I’ve been having a tough mental time for about 4 months now. I didn’t sleep for about 3 weeks, my best friends mom passed, work got out of control crazy. I feel like I’m at my witts end. All the while I’m feeling my age and wondering what I should have done in the past to have avoided this. Should I have married the first person that asked? Would I have love and children by now? Will I EVER have love and children. I know this sounds horrible, but I am having a hard time hearing about people’s marriages and pregnancies, especially unwanted ones or accidents...I feel like I’m at the end of my rope and I don’t know how to pretend to be happy for other people anymore. I don’t think I’m a bar person. I love and give with all my heart to every single one of my friends and family. So why was a cursed to be alone? Sorry for the rant, the bad day turned into a bad week...I’m worried it will turn into a bad month then who knows from there...

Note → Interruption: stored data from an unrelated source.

use std::path::{Path, PathBuf};

use tokio::io::AsyncWriteExt;
use tracing::debug;

use crate::TransferError;

/// Append-only destination of an upload.
///
/// `stored_offset` always equals the number of bytes that reached stable
/// storage: it only moves after a write has been flushed and synced.
pub struct DestinationFile {
    file: tokio::fs::File,
    path: PathBuf,
    stored_offset: u64,
}

impl DestinationFile {
    /// Opens (creating if needed) `path` for appending.
    ///
    /// The parent directory is created first. The stored offset starts at
    /// the file's current size on disk.
    pub async fn open_append(path: &Path) -> Result<Self, TransferError> {
        if let Some(parent) = path.parent() {
            tokio::fs::create_dir_all(parent).await?;
        }

        let file = tokio::fs::OpenOptions::new()
            .create(true)
            .append(true)
            .open(path)
            .await?;
        let stored_offset = file.metadata().await?.len();

        debug!(path = %path.display(), stored_offset, "destination opened for append");
        Ok(Self {
            file,
            path: path.to_path_buf(),
            stored_offset,
        })
    }

    /// Appends `data`, then flushes and syncs it before advancing the offset.
    ///
    /// Returns the new stored offset.
    pub async fn append(&mut self, data: &[u8]) -> Result<u64, TransferError> {
        self.file.write_all(data).await?;
        self.file.flush().await?;
        self.file.sync_data().await?;
        self.stored_offset += data.len() as u64;
        Ok(self.stored_offset)
    }

    /// Flushes any pending state and closes the file.
    pub async fn close(mut self) -> Result<u64, TransferError> {
        self.file.flush().await?;
        debug!(path = %self.path.display(), stored_offset = self.stored_offset, "destination closed");
        Ok(self.stored_offset)
    }

    pub fn stored_offset(&self) -> u64 {
        self.stored_offset
    }

    pub fn path(&self) -> &Path {
        &self.path
    }
}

Feeling bad about feeling bad - Anxiety and Depre...
Feeling bad about feeling bad
I have had relationship problems all my life, and I know a large part of the reason is my own anxiety, depression and self-doubt. The first thing I can tell you is this: it’s a mistake to get married when you’re not really sure, just because you hate being alone or you feel like a loser because you’re single. I know it’s a mistake, because I did it. I never should have married that guy; I know I hurt him, and I had doubts from the beginning but I did it anyway. This is one of the big bad things I’ve done in my life that I will always regret.
When it comes to relationships, listen to your heart, and don’t try to force anything. It doesn’t work like that.

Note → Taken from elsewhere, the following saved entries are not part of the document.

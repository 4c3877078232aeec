//! Ferry command-line entry point.

mod cli;
mod config;
mod send;
mod serve;

use clap::Parser;
use ferry_client::TcpConnector;
use tracing_subscriber::EnvFilter;

use cli::{Cli, Command};

fn main() -> anyhow::Result<()> {
    // Logs go to stderr so they never interleave with the progress bar's line.
    tracing_subscriber::fmt()
        .with_env_filter(
            EnvFilter::try_from_default_env().unwrap_or_else(|_| EnvFilter::new("info")),
        )
        .with_writer(std::io::stderr)
        .init();

    let cli = Cli::parse();
    let config = config::Config::load(cli.config.as_deref())?;

    let rt = tokio::runtime::Runtime::new()?;
    match cli.command {
        Command::Serve(args) => {
            let server_config = args.resolve(&config.server)?;
            tracing::info!(version = env!("CARGO_PKG_VERSION"), "starting ferry server");
            rt.block_on(serve::run(server_config))?;
        }
        Command::Send(args) => {
            let upload_config = args.resolve(&config.client)?;
            let connector = TcpConnector::new(args.server.clone(), args.port)
                .with_timeout(config.client.connect_timeout());
            let report = rt.block_on(send::run(connector, upload_config, args.quiet))?;
            tracing::info!(
                bytes = report.total_size,
                connections = report.connections,
                elapsed_ms = report.elapsed.as_millis() as u64,
                "upload finished"
            );
        }
    }

    Ok(())
}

I’m in a bad place myself right now; I am presently about to move back in with my long-term boyfriend and for us to try to work things out. We’ve known each other 17 years; we lived together happily for 10 years, then we had problems and I moved out. That was 4 years ago, but we never really broke up or let go of each other; and I’ve spent the past year trying to clean up my side of our street. I’m terrified lest we can’t work things out, and wondering if I ruined things forever by moving out in the first place.
Sometimes I wish there was no such thing as love or sex. Life would be a lot less scary.